Técnica é ideal para pequenos

23/08/2007

Técnica é ideal para pequenos

Média é de 30 marrecos por hectare. Em cultivos convencionais, com grandes extensões, uso da ave é inviável

O casamento aparentemente perfeito entre arrozeiros e o marreco-de-pequim está limitado a regiões como as de Torres, onde os agricultores trabalham em família no cultivo de pequenas áreas, sistematizadas, plantam o grão pré-germinado e dispõem de bons volumes de água, inclusive da chuva. Nas grandes lavouras da metade sul do Rio Grande do Sul, onde o cultivo é feito no método convencional, com plantio no seco e posterior cobertura de água, o uso das aves fica inviável, tanto porque o plantel teria de chegar aos milhões e não haveria onde ser descartado, quanto pelos cuidados que exige e pelo custo de manter a terra irrigada ao longo do ano.

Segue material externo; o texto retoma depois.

//! Quality guard for retraining
//!
//! A retrained candidate replaces the deployed model only when its ROC-AUC
//! does not fall more than the tolerance below the deployed one.

use super::artifacts::ArtifactStore;
use super::models::MetricsRecord;
use super::pipeline::{fit_candidate, run_record};
use super::tracking::{write_run_record, RunKind};
use crate::config::Config;
use crate::data::load_csv;
use crate::error::Result;
use crate::metrics::MODEL_CANDIDATES_TOTAL;
use chrono::Utc;
use strum::{Display, IntoStaticStr};
use tracing::{info, warn};

/// Whether a candidate scoring `new_score` may replace a model scoring `old_score`
///
/// Without a deployed model any candidate is accepted.
pub fn is_model_better(new_score: f64, old_score: Option<f64>, tolerance: f64) -> bool {
    match old_score {
        None => true,
        Some(old) => new_score >= old - tolerance,
    }
}

/// Decision taken by the guard for one candidate
#[derive(Debug, Clone, PartialEq, Display, IntoStaticStr)]
#[strum(serialize_all = "snake_case")]
pub enum GuardOutcome {
    /// Candidate persisted as the deployed model
    Accepted {
        candidate: MetricsRecord,
        previous: Option<MetricsRecord>,
    },
    /// Candidate discarded, deployed artifacts untouched
    Rejected {
        candidate: MetricsRecord,
        previous: Option<MetricsRecord>,
    },
}

impl GuardOutcome {
    pub fn is_accepted(&self) -> bool {
        matches!(self, GuardOutcome::Accepted { .. })
    }

    pub fn label(&self) -> &'static str {
        self.into()
    }
}

/// Retrain on the configured dataset and persist only if the guard accepts
pub fn retrain_with_guard(config: &Config) -> Result<GuardOutcome> {
    let started_at = Utc::now();
    let store = ArtifactStore::new(&config.paths);
    let previous = store.load_metrics()?;

    let table = load_csv(&config.paths.data_path)?;
    let candidate = fit_candidate(&table, &config.training)?;
    let candidate_metrics = candidate.artifacts.metrics;

    let accepted = is_model_better(
        candidate_metrics.roc_auc,
        previous.map(|m| m.roc_auc),
        config.training.quality_tolerance,
    );

    let outcome = if accepted {
        store.save(&candidate.artifacts)?;
        info!(
            new_roc_auc = candidate_metrics.roc_auc,
            old_roc_auc = ?previous.map(|m| m.roc_auc),
            "New model accepted and saved"
        );
        GuardOutcome::Accepted {
            candidate: candidate_metrics,
            previous,
        }
    } else {
        warn!(
            new_roc_auc = candidate_metrics.roc_auc,
            old_roc_auc = ?previous.map(|m| m.roc_auc),
            tolerance = config.training.quality_tolerance,
            "New model rejected: quality below deployed model"
        );
        GuardOutcome::Rejected {
            candidate: candidate_metrics,
            previous,
        }
    };

    MODEL_CANDIDATES_TOTAL
        .with_label_values(&[outcome.label()])
        .inc();

    let record = run_record(
        config,
        RunKind::Retrain,
        started_at,
        &candidate,
        Some(outcome.label()),
        accepted,
    );
    write_run_record(&config.paths.runs_dir, &record)?;

    Ok(outcome)
}
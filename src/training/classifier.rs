use super::features::Preprocessor;
use crate::data::{Row, Table};
use crate::error::{AppError, Result};
use linfa::prelude::*;
use linfa_logistic::LogisticRegression;
use ndarray::{Array1, Array2};
use serde::{Deserialize, Serialize};

/// Binary logistic regression oriented so that probabilities refer to the positive (churn) class
#[derive(Debug, Clone, PartialEq, Serialize, Deserialize)]
pub struct LogisticModel {
    pub weights: Vec<f64>,
    pub intercept: f64,
}

impl LogisticModel {
    /// Fit with L-BFGS via linfa-logistic
    pub fn fit(features: &Array2<f64>, labels: &Array1<bool>, max_iterations: u64) -> Result<Self> {
        if features.nrows() != labels.len() {
            return Err(AppError::Training(format!(
                "{} feature rows but {} labels",
                features.nrows(),
                labels.len()
            )));
        }
        if !labels.iter().any(|&y| y) || labels.iter().all(|&y| y) {
            return Err(AppError::Training(
                "training labels contain a single class".to_string(),
            ));
        }

        let dataset = Dataset::new(features.clone(), labels.clone());
        let fitted = LogisticRegression::default()
            .max_iterations(max_iterations)
            .fit(&dataset)
            .map_err(|e| AppError::Training(format!("Failed to train logistic regression: {}", e)))?;

        let mut weights = fitted.params().to_vec();
        let mut intercept = fitted.intercept();

        // linfa picks the positive label itself; flip so the model scores `true`
        if !fitted.labels().pos.class {
            weights.iter_mut().for_each(|w| *w = -*w);
            intercept = -intercept;
        }

        Ok(Self { weights, intercept })
    }

    pub fn n_features(&self) -> usize {
        self.weights.len()
    }

    /// Positive-class probability of one encoded sample
    pub fn probability(&self, x: &[f64]) -> f64 {
        let z: f64 = self
            .weights
            .iter()
            .zip(x)
            .map(|(w, v)| w * v)
            .sum::<f64>()
            + self.intercept;
        sigmoid(z)
    }

    pub fn predict_proba(&self, features: &Array2<f64>) -> Array1<f64> {
        features
            .rows()
            .into_iter()
            .map(|row| match row.as_slice() {
                Some(slice) => self.probability(slice),
                None => self.probability(&row.to_vec()),
            })
            .collect()
    }
}

fn sigmoid(z: f64) -> f64 {
    if z >= 0.0 {
        1.0 / (1.0 + (-z).exp())
    } else {
        let e = z.exp();
        e / (1.0 + e)
    }
}

/// Preprocessing and classifier persisted together as the deployed model
#[derive(Debug, Clone, PartialEq, Serialize, Deserialize)]
pub struct ChurnModel {
    pub preprocessor: Preprocessor,
    pub classifier: LogisticModel,
}

impl ChurnModel {
    /// Churn probability of one feature mapping
    pub fn predict_row(&self, row: &Row) -> f64 {
        self.classifier
            .probability(&self.preprocessor.transform_row(row))
    }

    pub fn predict_table(&self, table: &Table) -> Array1<f64> {
        self.classifier
            .predict_proba(&self.preprocessor.transform(table))
    }
}
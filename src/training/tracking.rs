//! Local run records
//!
//! Every training run leaves one JSON document under
//! `<runs_dir>/<experiment>/<run_id>.json` with its parameters, validation
//! metrics and, for guarded retraining, the guard decision.

use super::models::MetricsRecord;
use crate::error::Result;
use chrono::{DateTime, Utc};
use serde::{Deserialize, Serialize};
use serde_json::Value;
use std::collections::BTreeMap;
use std::fs::{self, File};
use std::io::{BufReader, BufWriter, Write};
use std::path::{Path, PathBuf};
use strum::{Display, EnumString};
use uuid::Uuid;

#[derive(Debug, Clone, Copy, PartialEq, Eq, Serialize, Deserialize, Display, EnumString)]
#[serde(rename_all = "snake_case")]
#[strum(serialize_all = "snake_case")]
pub enum RunKind {
    /// Unconditional training
    Train,
    /// Retraining behind the quality guard
    Retrain,
}

#[derive(Debug, Clone, PartialEq, Serialize, Deserialize)]
pub struct RunRecord {
    pub run_id: Uuid,
    pub experiment: String,
    pub kind: RunKind,
    pub started_at: DateTime<Utc>,
    pub finished_at: DateTime<Utc>,
    pub params: BTreeMap<String, Value>,
    pub metrics: MetricsRecord,
    pub n_train: usize,
    pub n_validation: usize,
    /// `accepted` or `rejected` for guarded runs
    #[serde(default, skip_serializing_if = "Option::is_none")]
    pub guard_decision: Option<String>,
    /// Whether artifacts were written by this run
    pub persisted: bool,
}

/// Write `record` into the experiment directory under `runs_dir`
pub fn write_run_record(runs_dir: impl AsRef<Path>, record: &RunRecord) -> Result<PathBuf> {
    let dir = runs_dir.as_ref().join(&record.experiment);
    fs::create_dir_all(&dir)?;

    let path = dir.join(format!("{}.json", record.run_id));
    let file = File::create(&path)?;
    let mut writer = BufWriter::new(file);
    serde_json::to_writer_pretty(&mut writer, record)?;
    writer.flush()?;

    Ok(path)
}

/// All run records of an experiment, newest first
pub fn read_run_records(runs_dir: impl AsRef<Path>, experiment: &str) -> Result<Vec<RunRecord>> {
    let dir = runs_dir.as_ref().join(experiment);
    if !dir.exists() {
        return Ok(Vec::new());
    }

    let mut records = Vec::new();
    for entry in fs::read_dir(&dir)? {
        let path = entry?.path();
        if path.extension().map_or(false, |ext| ext == "json") {
            let reader = BufReader::new(File::open(&path)?);
            match serde_json::from_reader::<_, RunRecord>(reader) {
                Ok(record) => records.push(record),
                Err(e) => tracing::warn!(path = %path.display(), error = %e, "Skipping unreadable run record"),
            }
        }
    }

    records.sort_by(|a, b| b.started_at.cmp(&a.started_at));
    Ok(records)
}
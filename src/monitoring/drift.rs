//! Drift report schema and the default statistical evaluator

use super::stats::{chi_square_goodness_of_fit, ks_two_sample};
use crate::data::Table;
use crate::error::Result;
use serde::{Deserialize, Serialize};
use serde_json::Value;
use std::collections::HashMap;
use tracing::debug;

/// Aggregate dataset drift entry name
pub const DATASET_DRIFT_METRIC: &str = "DatasetDriftMetric";

/// Per-column drift table entry name
pub const DATA_DRIFT_TABLE: &str = "DataDriftTable";

/// Structured drift report: a list of named metric results
#[derive(Debug, Clone, Default, PartialEq, Serialize, Deserialize)]
pub struct DriftReport {
    #[serde(default)]
    pub metrics: Vec<MetricResult>,
}

#[derive(Debug, Clone, PartialEq, Serialize, Deserialize)]
pub struct MetricResult {
    pub metric: String,
    #[serde(default)]
    pub result: Value,
}

/// Aggregate statistics of the `DatasetDriftMetric` entry
#[derive(Debug, Clone, PartialEq, Serialize, Deserialize)]
pub struct DatasetDriftResult {
    pub number_of_columns: usize,
    pub number_of_drifted_columns: usize,
    pub share_of_drifted_columns: f64,
    #[serde(default)]
    pub drift_share: f64,
    #[serde(default)]
    pub dataset_drift: bool,
}

#[derive(Debug, Clone, Copy, PartialEq, Eq, Serialize, Deserialize)]
#[serde(rename_all = "snake_case")]
pub enum ColumnType {
    Num,
    Cat,
}

/// Drift verdict for a single column
#[derive(Debug, Clone, PartialEq, Serialize, Deserialize)]
pub struct ColumnDrift {
    pub column_name: String,
    pub column_type: ColumnType,
    pub stattest_name: String,
    pub stattest_threshold: f64,
    /// p-value of the test
    pub drift_score: f64,
    pub statistic: f64,
    pub drift_detected: bool,
    pub reference_count: usize,
    pub current_count: usize,
}

#[derive(Debug, Clone, Default, PartialEq, Serialize, Deserialize)]
pub struct DataDriftTableResult {
    pub number_of_columns: usize,
    pub number_of_drifted_columns: usize,
    pub share_of_drifted_columns: f64,
    pub drift_by_columns: HashMap<String, ColumnDrift>,
}

impl DriftReport {
    /// Assemble a report from per-column verdicts
    pub fn from_columns(columns: Vec<ColumnDrift>, drift_share: f64) -> Self {
        let number_of_columns = columns.len();
        let number_of_drifted_columns = columns.iter().filter(|c| c.drift_detected).count();
        let share_of_drifted_columns = if number_of_columns == 0 {
            0.0
        } else {
            number_of_drifted_columns as f64 / number_of_columns as f64
        };

        let dataset = DatasetDriftResult {
            number_of_columns,
            number_of_drifted_columns,
            share_of_drifted_columns,
            drift_share,
            dataset_drift: number_of_columns > 0 && share_of_drifted_columns >= drift_share,
        };
        let table = DataDriftTableResult {
            number_of_columns,
            number_of_drifted_columns,
            share_of_drifted_columns,
            drift_by_columns: columns
                .into_iter()
                .map(|c| (c.column_name.clone(), c))
                .collect(),
        };

        Self {
            metrics: vec![
                MetricResult {
                    metric: DATASET_DRIFT_METRIC.to_string(),
                    result: serde_json::to_value(dataset).unwrap_or(Value::Null),
                },
                MetricResult {
                    metric: DATA_DRIFT_TABLE.to_string(),
                    result: serde_json::to_value(table).unwrap_or(Value::Null),
                },
            ],
        }
    }

    /// Raw result of the first metric named `name`
    pub fn metric(&self, name: &str) -> Option<&Value> {
        self.metrics
            .iter()
            .find(|m| m.metric == name)
            .map(|m| &m.result)
    }

    /// Aggregate dataset drift, if present and well-formed
    pub fn dataset_drift(&self) -> Option<DatasetDriftResult> {
        self.metric(DATASET_DRIFT_METRIC)
            .and_then(|v| serde_json::from_value(v.clone()).ok())
    }

    /// Per-column verdicts, sorted by column name
    pub fn column_drifts(&self) -> Vec<ColumnDrift> {
        let mut columns: Vec<ColumnDrift> = self
            .metric(DATA_DRIFT_TABLE)
            .and_then(|v| serde_json::from_value::<DataDriftTableResult>(v.clone()).ok())
            .map(|t| t.drift_by_columns.into_values().collect())
            .unwrap_or_default();
        columns.sort_by(|a, b| a.column_name.cmp(&b.column_name));
        columns
    }
}

/// Computes a drift report from a reference and a current table
pub trait DriftEvaluator {
    fn evaluate(&self, reference: &Table, current: &Table) -> Result<DriftReport>;
}

/// KS test for numeric columns, chi-square for everything else
#[derive(Debug, Clone)]
pub struct StatisticalDriftEvaluator {
    /// p-value below which a column is drifted
    pub stattest_threshold: f64,
    /// Share of drifted columns flagging dataset drift
    pub drift_share: f64,
}

impl Default for StatisticalDriftEvaluator {
    fn default() -> Self {
        Self {
            stattest_threshold: 0.05,
            drift_share: 0.5,
        }
    }
}

impl StatisticalDriftEvaluator {
    pub fn new(stattest_threshold: f64, drift_share: f64) -> Self {
        Self {
            stattest_threshold,
            drift_share,
        }
    }

    fn evaluate_column(&self, name: &str, reference: &[&Value], current: &[&Value]) -> ColumnDrift {
        let numeric = |values: &[&Value]| -> Option<Vec<f64>> {
            values.iter().map(|v| numeric_value(v)).collect()
        };

        let (column_type, stattest_name, statistic, p_value) =
            match (numeric(reference), numeric(current)) {
                (Some(r), Some(c)) => {
                    let (d, p) = ks_two_sample(&r, &c);
                    (ColumnType::Num, "K-S p_value", d, p)
                }
                _ => {
                    let (chi, p) = chi_square_goodness_of_fit(
                        &category_counts(reference),
                        &category_counts(current),
                    );
                    (ColumnType::Cat, "chi-square p_value", chi, p)
                }
            };

        ColumnDrift {
            column_name: name.to_string(),
            column_type,
            stattest_name: stattest_name.to_string(),
            stattest_threshold: self.stattest_threshold,
            drift_score: p_value,
            statistic,
            drift_detected: p_value < self.stattest_threshold,
            reference_count: reference.len(),
            current_count: current.len(),
        }
    }
}

impl DriftEvaluator for StatisticalDriftEvaluator {
    fn evaluate(&self, reference: &Table, current: &Table) -> Result<DriftReport> {
        let mut columns = Vec::new();

        for name in reference.columns() {
            let ref_values = reference.non_null(name);
            let cur_values = current.non_null(name);
            if ref_values.is_empty() || cur_values.is_empty() {
                debug!(column = %name, "Column has no comparable values, not analysed");
                continue;
            }
            columns.push(self.evaluate_column(name, &ref_values, &cur_values));
        }

        Ok(DriftReport::from_columns(columns, self.drift_share))
    }
}

/// Numeric reading of a cell; booleans count as 0/1
fn numeric_value(value: &Value) -> Option<f64> {
    match value {
        Value::Number(n) => n.as_f64(),
        Value::Bool(b) => Some(if *b { 1.0 } else { 0.0 }),
        _ => None,
    }
}

fn category_counts(values: &[&Value]) -> HashMap<String, usize> {
    let mut counts = HashMap::new();
    for value in values {
        *counts.entry(category_label(value)).or_insert(0) += 1;
    }
    counts
}

/// Textual category of a cell, shared with one-hot encoding
pub fn category_label(value: &Value) -> String {
    match value {
        Value::String(s) => s.clone(),
        Value::Bool(true) => "True".to_string(),
        Value::Bool(false) => "False".to_string(),
        Value::Null => String::new(),
        other => other.to_string(),
    }
}

#[cfg(test)]
mod tests {
    use super::*;
    use crate::data::Row;
    use serde_json::json;

    fn table(rows: Vec<Value>) -> Table {
        Table::from_rows(
            rows.into_iter()
                .map(|r| serde_json::from_value::<Row>(r).unwrap())
                .collect(),
        )
    }

    fn reference() -> Table {
        table(
            (0..300)
                .map(|i| {
                    json!({
                        "Total day minutes": 100.0 + (i % 100) as f64,
                        "International plan": if i % 10 == 0 { "Yes" } else { "No" },
                    })
                })
                .collect(),
        )
    }

    #[test]
    fn test_no_drift_on_same_distribution() {
        let report = StatisticalDriftEvaluator::default()
            .evaluate(&reference(), &reference())
            .unwrap();
        let dataset = report.dataset_drift().unwrap();

        assert_eq!(dataset.number_of_columns, 2);
        assert_eq!(dataset.number_of_drifted_columns, 0);
        assert_eq!(dataset.share_of_drifted_columns, 0.0);
        assert!(!dataset.dataset_drift);
    }

    #[test]
    fn test_detects_shift_in_both_column_types() {
        let current = table(
            (0..100)
                .map(|i| {
                    json!({
                        "Total day minutes": 300.0 + i as f64,
                        "International plan": "Yes",
                    })
                })
                .collect(),
        );
        let report = StatisticalDriftEvaluator::default()
            .evaluate(&reference(), &current)
            .unwrap();
        let dataset = report.dataset_drift().unwrap();

        assert_eq!(dataset.number_of_drifted_columns, 2);
        assert_eq!(dataset.share_of_drifted_columns, 1.0);
        assert!(dataset.dataset_drift);

        let columns = report.column_drifts();
        assert_eq!(columns[0].column_name, "International plan");
        assert_eq!(columns[0].column_type, ColumnType::Cat);
        assert_eq!(columns[1].column_type, ColumnType::Num);
    }

    #[test]
    fn test_columns_missing_from_current_are_not_analysed() {
        let current = table(vec![json!({"Total day minutes": 150.0})]);
        let report = StatisticalDriftEvaluator::default()
            .evaluate(&reference(), &current)
            .unwrap();

        assert_eq!(report.dataset_drift().unwrap().number_of_columns, 1);
    }

    #[test]
    fn test_report_round_trips_through_json() {
        let report = DriftReport::from_columns(Vec::new(), 0.5);
        let text = serde_json::to_string(&report).unwrap();
        let parsed: DriftReport = serde_json::from_str(&text).unwrap();

        let dataset = parsed.dataset_drift().unwrap();
        assert_eq!(dataset.number_of_columns, 0);
        assert!(!dataset.dataset_drift);
    }

    #[test]
    fn test_category_label() {
        assert_eq!(category_label(&json!("CA")), "CA");
        assert_eq!(category_label(&json!(415)), "415");
        assert_eq!(category_label(&json!(true)), "True");
    }
}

No litoral norte, os produtores usam a média de 30 marrecos por hectare. Para fazer a ave 'trabalhar', basta soltá-la nas quadras, que devem ficar cobertas por uma pequena lâmina de água e cercadas por algum obstáculo que produz pequenas descargas elétricas para evitar fugas.

ARROZ VERMELHO

O marreco é comprado com poucos dias, a um custo próximo de R$ 5 cada e deve ser colocado no campo com cerca de 30 dias, já emplumado e capaz de fugir dos gaviões. Do fim da colheita, no verão, ao início do plantio subseqüente, poderá limpar diferentes lotes, sob a condução do agricultor. Entre todas as suas tarefas, talvez as principais sejam as de comer as sementes do arroz vermelho, evitando que elas germinem e cresçam disputando os nutrientes do solo com o arroz branco, e as ovas de caramujo, evitando que o molusco se desenvolva e ataque os brotos. Mas também está a de eliminar a palha da colheita anterior e a de revolver a terra com o bico.

O uso do marreco deve obedecer a uma rotação, para que a terra não fique permanentemente inundada e possa passar algum tempo secando e endurecendo. 'O produtor costuma identificar as áreas mais infestadas (de sementes de plantas daninhas ou de pragas) e colocar marrecos apenas nelas', observa o técnico agrícola Vicente Oliveira, chefe do escritório do Instituto Rio-Grandense do Arroz (Irga) em Torres. A presença dos marrecos tende a se tornar uma espécie de atestado vivo de que o arrozal não foi cultivado com veneno. Os gaviões, predadores naturais dos caramujos, não resistiram ao veneno e se tornaram raros.